Cybersecurity Maturity Model Certification for military customers

beaser3

Involved In Discussions
#1
Hi,

We are in the process of getting ready for our CMMC (cyber security Maturity Model Certification) and I am struggling with how to handle CUI (certified unclassified information). For us, I believe the only things that fall into the category are blueprints and part models. Most of our employees need access to blueprints to do shop floor inspections so they are kept in files that have a large access group. Is a blanket statement signed by each employee stating that they understand the sensitive nature of the docs and agree not to share the data enough to cover the CMMC requirements?

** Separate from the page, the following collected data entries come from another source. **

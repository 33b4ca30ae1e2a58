/// Unified error types for the Trolley server
use crate::blob_store::StorageError;
use axum::{
    http::StatusCode,
    response::{IntoResponse, Response},
    Json,
};
use serde::{Deserialize, Serialize};
use thiserror::Error;

/// Validation error codes surfaced to the client
#[derive(Debug, Clone, Copy, PartialEq, Eq)]
pub enum ValidationCode {
    ListNameEmpty,
    ItemNameEmpty,
    ItemCountEmpty,
    ImageTooLarge,
    ImageTypeNotAllowed,
    EmailInvalid,
    PasswordTooShort,
}

impl ValidationCode {
    /// Machine-readable code used in the error payload
    pub fn code(&self) -> &'static str {
        match self {
            ValidationCode::ListNameEmpty => "LIST_NAME_EMPTY",
            ValidationCode::ItemNameEmpty => "ITEM_NAME_EMPTY",
            ValidationCode::ItemCountEmpty => "ITEM_COUNT_EMPTY",
            ValidationCode::ImageTooLarge => "IMAGE_TOO_LARGE",
            ValidationCode::ImageTypeNotAllowed => "IMAGE_TYPE_NOT_ALLOWED",
            ValidationCode::EmailInvalid => "EMAIL_INVALID",
            ValidationCode::PasswordTooShort => "PASSWORD_TOO_SHORT",
        }
    }

    /// Which request field the code refers to
    pub fn field(&self) -> &'static str {
        match self {
            ValidationCode::ListNameEmpty | ValidationCode::ItemNameEmpty => "name",
            ValidationCode::ItemCountEmpty => "count",
            ValidationCode::ImageTooLarge | ValidationCode::ImageTypeNotAllowed => "file",
            ValidationCode::EmailInvalid => "email",
            ValidationCode::PasswordTooShort => "password",
        }
    }
}

/// Main error type for the server
#[derive(Error, Debug)]
pub enum ApiError {
    /// Database errors
    #[error("Database error: {0}")]
    Database(#[from] sqlx::Error),

    /// Authentication errors
    #[error("Authentication failed: {0}")]
    Authentication(String),

    /// Authorization errors
    #[error("Not authorized: {0}")]
    Forbidden(String),

    /// Item lookup failed
    #[error("Item not found")]
    ItemNotFound,

    /// Image lookup failed
    #[error("Image not found")]
    ImageNotFound,

    /// List lookup failed
    #[error("List not found")]
    ListNotFound,

    /// No registered user with the given email
    #[error("No user with that email")]
    EmailNotFound,

    /// Validation errors
    #[error("Validation error: {}", .0.code())]
    Validation(ValidationCode),

    /// Email already registered
    #[error("Email already registered")]
    EmailTaken,

    /// List already shared with the target user
    #[error("List already shared with that user")]
    AlreadyShared,

    /// Concurrent image uploads raced on the same item
    #[error("Concurrent image upload for the same item")]
    ImageConflict,

    /// Blob storage errors
    #[error("Blob storage error: {0}")]
    Storage(#[from] StorageError),

    /// An image row exists but its blob is gone (broken invariant)
    #[error("Blob missing for image record {image_id}")]
    BlobMissing { image_id: i64 },

    /// IO errors
    #[error("IO error: {0}")]
    Io(#[from] std::io::Error),

    /// Internal server errors
    #[error("Internal error: {0}")]
    Internal(String),
}

/// Error response format consumed by the frontend
#[derive(Debug, Serialize, Deserialize)]
pub struct ErrorBody {
    pub field: String,
    pub code: String,
}

/// Convert ApiError to HTTP response
impl IntoResponse for ApiError {
    fn into_response(self) -> Response {
        let (status, field, code) = match &self {
            ApiError::Authentication(_) => {
                (StatusCode::UNAUTHORIZED, "user", "NOT_AUTHENTICATED")
            }
            ApiError::Forbidden(_) => (StatusCode::FORBIDDEN, "user", "FORBIDDEN"),
            ApiError::ItemNotFound => (StatusCode::NOT_FOUND, "item", "ITEM_NOT_FOUND"),
            ApiError::ImageNotFound => (StatusCode::NOT_FOUND, "image", "IMAGE_NOT_FOUND"),
            ApiError::ListNotFound => (StatusCode::NOT_FOUND, "list", "LIST_NOT_FOUND"),
            ApiError::EmailNotFound => (StatusCode::NOT_FOUND, "email", "EMAIL_NOT_FOUND"),
            ApiError::Validation(c) => (StatusCode::BAD_REQUEST, c.field(), c.code()),
            ApiError::EmailTaken => (StatusCode::CONFLICT, "email", "EMAIL_ALREADY_EXISTS"),
            ApiError::AlreadyShared => (StatusCode::CONFLICT, "email", "LIST_ALREADY_SHARED"),
            ApiError::ImageConflict => (StatusCode::CONFLICT, "file", "IMAGE_UPLOAD_CONFLICT"),
            ApiError::Database(_)
            | ApiError::Storage(_)
            | ApiError::BlobMissing { .. }
            | ApiError::Io(_)
            | ApiError::Internal(_) => {
                // Don't leak details to the client
                tracing::error!(error = %self, "internal server error");
                (StatusCode::INTERNAL_SERVER_ERROR, "server", "INTERNAL")
            }
        };

        let body = Json(ErrorBody {
            field: field.to_string(),
            code: code.to_string(),
        });

        (status, body).into_response()
    }
}

/// Result type alias for server operations
pub type ApiResult<T> = Result<T, ApiError>;

#[cfg(test)]
mod tests {
    use super::*;

    #[test]
    fn validation_codes_map_to_fields() {
        assert_eq!(ValidationCode::ImageTooLarge.code(), "IMAGE_TOO_LARGE");
        assert_eq!(ValidationCode::ImageTooLarge.field(), "file");
        assert_eq!(
            ValidationCode::ImageTypeNotAllowed.code(),
            "IMAGE_TYPE_NOT_ALLOWED"
        );
        assert_eq!(ValidationCode::ListNameEmpty.field(), "name");
    }

    #[test]
    fn status_codes_follow_taxonomy() {
        let resp = ApiError::ItemNotFound.into_response();
        assert_eq!(resp.status(), StatusCode::NOT_FOUND);

        let resp = ApiError::Forbidden("not the owner".to_string()).into_response();
        assert_eq!(resp.status(), StatusCode::FORBIDDEN);

        let resp = ApiError::Validation(ValidationCode::ImageTooLarge).into_response();
        assert_eq!(resp.status(), StatusCode::BAD_REQUEST);

        let resp = ApiError::ImageConflict.into_response();
        assert_eq!(resp.status(), StatusCode::CONFLICT);

        let resp = ApiError::BlobMissing { image_id: 1 }.into_response();
        assert_eq!(resp.status(), StatusCode::INTERNAL_SERVER_ERROR);
    }
}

We also need to send models and drawings to our tool and insert vendors and I am not sure what controls they have at their facilities. Some of them are very small shops and I am not sure that they have the ability to put all controls in place. If we "whitewash" our prints and models to remove any reference to customer or military affiliation would that satisfy the requirements?

I appreciate any help.

thanks,
Lynn
 
Elsmar Forum Sponsor

blackholequasar

Involved In Discussions
#2
Hey there @beaser3 - we, too, are working towards CMMC this year to be able to continue business with our military customers. We have NOT yet had an audit and we do not maintain certification, but for prints and sensitive controlled documents we provide stamped hard copies in a designated location (a folder for the build). Anyone who accesses that to build product will see the statement and by signing off on the job function (traveler), they are agreeing to the statements therein. At least, that's what we are doing for now.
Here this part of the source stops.